Current methods available for rRNA depletion predominantly fall into two categories, subtractive hybridization and RNaseH-mediated depletion (Figure 1). In subtractive hybridization, reverse complementary DNA probes with a 5’biotin moiety are hybridized to target rRNA. The RNA:DNA hybrid is then immobilized to streptavidin beads on a magnet and the transcripts remaining in the supernatant are used for downstream library preparation. This method has been developed and applied successfully for many samples and species (Culviner et al., 2020; Kim et al., 2019; Kraus et al., 2019; Su and Sordillo, 1998), but can become quite expensive with the cost of magnetic streptavidin beads required and synthesis of biotinylated oligos. This is especially true if multiple rounds of depletion are required to achieve higher efficiency (Kraus et al., 2019). RNaseH-mediated rRNA depletion is performed similarly in that reverse complementary DNA oligos (not biotinylated) are hybridized to rRNA to form RNA:DNA hybrids. The sample is then treated with RNaseH endonuclease which will specifically cleave RNA in the RNA:DNA, followed by a DNase step to remove remaining DNA oligos. This method is also highly efficient, and works well for low quality samples such as archived FFPE sections (Adiconis et al., 2013; Haile et al., 2019; Morlan et al., 2012).
As the cost of sequencing continues to become less expensive, library preparation can make up a large portion of the price for an experiment. Commercially available kits offer ease of use and accessibility, but are more expensive than established “home-brew” methods that are easily performed in the average molecular biology lab (Table 1).
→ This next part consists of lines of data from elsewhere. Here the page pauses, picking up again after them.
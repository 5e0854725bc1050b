//! Remote content API client.

use std::time::Duration;

use async_trait::async_trait;
use reqwest::header::AUTHORIZATION;
use reqwest::{Client, Response, Url};
use serde::Deserialize;

use pagesmith_model::{Blob, ContentDocument, ImageRef};

use crate::error::{GatewayError, GatewayResult};

/// Default API base, matching the reference server's defaults.
pub const DEFAULT_API_URL: &str = "http://localhost:3001/api";

/// An image to upload.
#[derive(Debug, Clone)]
pub struct ImageUpload {
    pub bytes: Vec<u8>,
    pub file_name: String,
    pub mime: String,
}

impl ImageUpload {
    pub fn from_blob(blob: &Blob, file_name: impl Into<String>) -> Self {
        Self {
            bytes: blob.bytes.to_vec(),
            file_name: file_name.into(),
            mime: blob.mime.clone(),
        }
    }
}

/// The remote operations the persistence gateway relies on.
#[async_trait]
pub trait ContentApi: Send + Sync {
    /// `GET /content`
    async fn fetch_content(&self) -> GatewayResult<ContentDocument>;

    /// `PUT /content`, returning the document as stored by the server.
    async fn put_content(&self, doc: &ContentDocument) -> GatewayResult<ContentDocument>;

    /// `POST /images`, returning the URL of the stored image.
    async fn upload_image(&self, upload: ImageUpload) -> GatewayResult<ImageRef>;
}

/// Settings for [`HttpContentApi`].
#[derive(Debug, Clone)]
pub struct ApiConfig {
    /// Base URL every endpoint is appended to.
    pub base_url: String,

    /// Per-request timeout.
    pub timeout: Duration,

    /// Bearer token sent with every request when present.
    pub token: Option<String>,
}

impl Default for ApiConfig {
    fn default() -> Self {
        Self {
            base_url: DEFAULT_API_URL.to_string(),
            timeout: Duration::from_secs(10),
            token: None,
        }
    }
}

#[derive(Deserialize)]
struct ErrorBody {
    message: Option<String>,
}

#[derive(Deserialize)]
struct UploadResponse {
    url: String,
}

/// [`ContentApi`] over HTTP.
#[derive(Debug, Clone)]
pub struct HttpContentApi {
    client: Client,
    config: ApiConfig,
}

impl HttpContentApi {
    pub fn new(config: ApiConfig) -> GatewayResult<Self> {
        let client = Client::builder()
            .timeout(config.timeout)
            .build()
            .map_err(|e| GatewayError::Client(e.to_string()))?;

        Ok(Self { client, config })
    }

    pub fn base_url(&self) -> &str {
        &self.config.base_url
    }

    /// Replace the bearer token, e.g. after signing in or out.
    pub fn set_token(&mut self, token: Option<String>) {
        self.config.token = token;
    }

    fn endpoint(&self, path: &str) -> String {
        format!("{}{}", self.config.base_url.trim_end_matches('/'), path)
    }

    fn authorize(&self, request: reqwest::RequestBuilder) -> reqwest::RequestBuilder {
        match &self.config.token {
            Some(token) => request.header(AUTHORIZATION, format!("Bearer {token}")),
            None => request,
        }
    }

    /// Turn a relative URL returned by the server into an absolute one.
    fn absolute_url(&self, url: &str) -> String {
        match Url::parse(url) {
            Ok(_) => url.to_string(),
            Err(_) => Url::parse(&self.config.base_url)
                .and_then(|base| base.join(url))
                .map(|u| u.to_string())
                .unwrap_or_else(|_| url.to_string()),
        }
    }
}

/// Map a non-2xx response to an error carrying the body's `message`.
async fn check_status(response: Response, fallback: &str) -> GatewayResult<Response> {
    let status = response.status();
    if status.is_success() {
        return Ok(response);
    }

    let text = response.text().await.unwrap_or_default();
    let message = serde_json::from_str::<ErrorBody>(&text)
        .ok()
        .and_then(|body| body.message)
        .unwrap_or_else(|| fallback.to_string());

    Err(GatewayError::Http {
        status: status.as_u16(),
        message,
    })
}

#[async_trait]
impl ContentApi for HttpContentApi {
    async fn fetch_content(&self) -> GatewayResult<ContentDocument> {
        let response = self
            .authorize(self.client.get(self.endpoint("/content")))
            .send()
            .await
            .map_err(|e| GatewayError::Network(e.to_string()))?;

        check_status(response, "Request failed")
            .await?
            .json()
            .await
            .map_err(|e| GatewayError::InvalidResponse(e.to_string()))
    }

    async fn put_content(&self, doc: &ContentDocument) -> GatewayResult<ContentDocument> {
        let response = self
            .authorize(self.client.put(self.endpoint("/content")))
            .json(doc)
            .send()
            .await
            .map_err(|e| GatewayError::Network(e.to_string()))?;

        check_status(response, "Request failed")
            .await?
            .json()
            .await
            .map_err(|e| GatewayError::InvalidResponse(e.to_string()))
    }

    async fn upload_image(&self, upload: ImageUpload) -> GatewayResult<ImageRef> {
        let part = reqwest::multipart::Part::bytes(upload.bytes)
            .file_name(upload.file_name)
            .mime_str(&upload.mime)
            .map_err(|e| GatewayError::Client(e.to_string()))?;
        let form = reqwest::multipart::Form::new().part("image", part);

        let response = self
            .authorize(self.client.post(self.endpoint("/images")))
            .multipart(form)
            .send()
            .await
            .map_err(|e| GatewayError::Network(e.to_string()))?;

        let body: UploadResponse = check_status(response, "Image upload failed")
            .await?
            .json()
            .await
            .map_err(|e| GatewayError::InvalidResponse(e.to_string()))?;

        Ok(ImageRef::parse(self.absolute_url(&body.url)))
    }
}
Furthermore, commercial kits have their limitations, including RNA input amount which can be problematic for precious samples with very little RNA, as well as for applications requiring more than 5 ug of input RNA. As most details of these kits are considered proprietary, the kits are less flexible due to the lack of probe-design transparency. One commercially available kit, Illumina’s RiboZero, was considered the gold standard for rRNA depletion but is no longer available as a standalone kit. Additionally, labs working with less common organisms may not be able to find a commercially produced kit for rRNA depletion. Finally, researchers may want to deplete other highly abundant RNAs to improve depth and breadth of transcript detection and quantification which is not possible with many commercially available kits.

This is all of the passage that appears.